Each group should have a specific scope. On a very coarse level, groups can demonstrate a specific business rule. If there are too many examples to demonstrate a business rule fully, then structure groups around answering individual questions about that rule. If there are too many examples to fully answer a specific question, create groups around demonstrating a specific boundary or problem type.

Example mapping, a scoping technique for collaborative analysis promoted by Matt Wynne from the Cucumber team, turns this idea of groups of examples into a fully fledged facilitation technique. It starts by creating a breakdown of scope into topics, questions and groups of examples. If you start with example mapping, the map itself may provide good hints about grouping examples. You may still want to restructure individual groups if they end up too big.

Capture the variations

Within each group, try identifying the things that really change. Scenario outlines, mentioned in the previous post, are a nice way of dividing data from examples into two parts. One part will be common for the whole group, and you can specify it in the Given/When/Then section of the scenario outline. Another part of the data shows what’s really different between individual examples, and you can specify it within the Examples block, following the Given/When/Then.

As an illustration, when demonstrating rules around detecting duplicated emails during registration, we might want to show some more contextual information. To avoid potential bad assumptions about other types of errors (such as duplicated username), we might also want to show the proposed username and the name of the person registering. That information is not critical for each individual example, but it helps to understand the context. Instead of repeating it for each case, we can capture once for each group, in the When section.

Scenario Outline: duplicated emails should be prevented

   Email is case insensitive. GMail is a very popular system so 
   many users will register with gmail emails. Sometimes they use 
   gmail aliases or labels. 
   To prevent users mistakenly registering for multiple accounts
   the user repository should recognise common Gmail tricks.

Given a user repository with the following users:
| username | personal name | email            |
| mike     | Mike Smith    | mike@gmail.com   |
When the Steve James tries to register with username steve123 and 
Then the registration should fail with  

Examples:

| email               | registration message      | 
| mi.ke@gmail.com     | Email already registered  |
| mike+test@gmail.com | Email already registered  |
| Mike@gmail.com      | Email already registered  |
| mike@Gmail.com      | Email already registered  |
| mike@googlemail.com | Email already registered  |

Notice that in this case the message is always the same, so there isn’t much point in repeating it. A table column that always has the same value is a good hint that it can be removed. A table column that only has two values in a group of 10 examples perhaps suggests that the group should be split into two sets of five examples.

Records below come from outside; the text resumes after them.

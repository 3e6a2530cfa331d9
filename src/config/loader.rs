use std::path::{Path, PathBuf};

use crate::error::ApiError;

use super::env::expand_config_file;
use super::types::{ClientConfig, ConfigFile};

/// Environment variables consulted for the base URL, highest precedence first.
pub const BASE_URL_ENV_VARS: [&str; 2] = ["OFFERFEED_API_ENDPOINT", "API_ENDPOINT"];

/// Find the config file to use, if any.
///
/// Precedence:
/// 1. `--config` CLI flag
/// 2. `OFFERFEED_CONFIG` env var
/// 3. `./config/offerfeed.json` (project-level)
/// 4. `~/.offerfeed/offerfeed.json` (home-level)
pub fn discover_config_file(cli_config: Option<&str>) -> Option<PathBuf> {
    let mut candidates = Vec::new();
    if let Some(path) = cli_config {
        candidates.push(PathBuf::from(path));
    }
    if let Ok(env_path) = std::env::var("OFFERFEED_CONFIG") {
        candidates.push(PathBuf::from(env_path));
    }
    candidates.push(PathBuf::from("./config/offerfeed.json"));
    if let Some(home) = dirs::home_dir() {
        candidates.push(home.join(".offerfeed").join("offerfeed.json"));
    }

    candidates.into_iter().find(|p| p.exists())
}

/// Load a single config file and expand environment references in it.
pub fn load_config_file(path: &Path) -> Result<ConfigFile, ApiError> {
    let content = std::fs::read_to_string(path).map_err(|e| ApiError::ConfigError {
        path: path.to_path_buf(),
        detail: format!("Cannot read file: {e}"),
    })?;

    let mut config =
        serde_json::from_str::<ConfigFile>(&content).map_err(|e| ApiError::ConfigError {
            path: path.to_path_buf(),
            detail: format!("Invalid JSON: {e}"),
        })?;
    expand_config_file(&mut config)?;
    Ok(config)
}

/// Load the discovered config file, or an empty one when none exists.
///
/// An explicit `--config` path that does not exist is an error rather than
/// silently falling through to lower-precedence locations.
pub fn load_config(cli_config: Option<&str>) -> Result<(Option<PathBuf>, ConfigFile), ApiError> {
    if let Some(path) = cli_config {
        let path = PathBuf::from(path);
        if !path.exists() {
            return Err(ApiError::ConfigError {
                path,
                detail: "File does not exist".into(),
            });
        }
    }
    match discover_config_file(cli_config) {
        Some(path) => {
            let file = load_config_file(&path)?;
            Ok((Some(path), file))
        }
        None => Ok((None, ConfigFile::default())),
    }
}

/// Resolve the client configuration from CLI flags, environment and config file.
pub fn resolve_config(
    cli_config: Option<&str>,
    cli_base_url: Option<&str>,
) -> Result<ClientConfig, ApiError> {
    let (path, file) = load_config(cli_config)?;
    resolve_with(path.as_deref(), file, cli_base_url, |name| std::env::var(name).ok())
}

/// Base URL precedence: CLI flag, then [`BASE_URL_ENV_VARS`], then the file.
pub fn resolve_with<F>(
    source: Option<&Path>,
    file: ConfigFile,
    cli_base_url: Option<&str>,
    lookup: F,
) -> Result<ClientConfig, ApiError>
where
    F: Fn(&str) -> Option<String>,
{
    let from_env = || {
        BASE_URL_ENV_VARS
            .iter()
            .find_map(|name| lookup(*name).filter(|v| !v.trim().is_empty()))
    };

    let base_url = cli_base_url
        .map(str::to_string)
        .or_else(from_env)
        .or(file.base_url)
        .ok_or_else(|| ApiError::ConfigError {
            path: source.map_or_else(|| PathBuf::from("<none>"), Path::to_path_buf),
            detail: format!(
                "No API base URL configured. Pass --base-url, set {}, or add \"baseUrl\" to offerfeed.json",
                BASE_URL_ENV_VARS[0]
            ),
        })?;

    let mut config = ClientConfig::new(&base_url)?;
    if let Some(path) = file.credentials_path {
        config = config.with_credentials_path(path);
    }
    Ok(config)
}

We can move the values that are always the same to the common part of the scenario outline:

Given a user repository with the following users:
| username | personal name | email            |
| mike     | Mike Smith    | mike@gmail.com   |
When the Steve James tries to register with username steve123 and 
Then the registration should fail with "Email already registered"

Examples:

| email               | 
| mi.ke@gmail.com     | 
| mike+test@gmail.com |
| Mike@gmail.com      |
| mike@Gmail.com      |
| mike@googlemail.com |

This set of examples is concise, but perhaps it’s too brief. It’s not clear why these examples need to be in the spec. With the earlier set of examples, the registration message helped to explain what’s going on. But the messages were the same for all these examples, so they were not pointing at differences between examples. We had to explain that in the scenario context, which is good, but can do even better. When there’s nothing obvious in the domain to serve that purpose, give each example a meaningful name. You can, for example, introduce a comment column that will be ignored by test automation:

Given a user repository with the following users:
| username | personal name | email            |
| mike     | Mike Smith    | mike@gmail.com   |
When the Steve James tries to register with username steve123 and 
Then the registration should fail with "Email already registered"

Examples:

| comment                                                    | email               |
| google ignores dots in an email, so mi.ke is equal to mike | mi.ke@gmail.com     |
| google allows setting labels by adding +label to an email  | mike+test@gmail.com |
| emails should be case insensitive                          | Mike@gmail.com      |                           
| domains should be case insensitive                         | mike@Gmail.com      | 
| googlemail is a equivalent alias for gmail                 | mike@googlemail.com | 

Identifying meaningful groups, and then structuring the examples into scenario outlines based on those groups, allows us to provide just enough context for understanding each group. It also allows us to use different structure for each set of examples. The scenario outlines around duplicated usernames will have different When and Then clauses (perhaps using a common email to show context). The examples themselves in that group would show variations in usernames. The When and Then steps will look similar to the ones we used previously, but likely use different placeholders from the examples that demonstrate email rules. The scenario outlines for password validity checks will have a totally different structure – perhaps not even showing the personal name and email.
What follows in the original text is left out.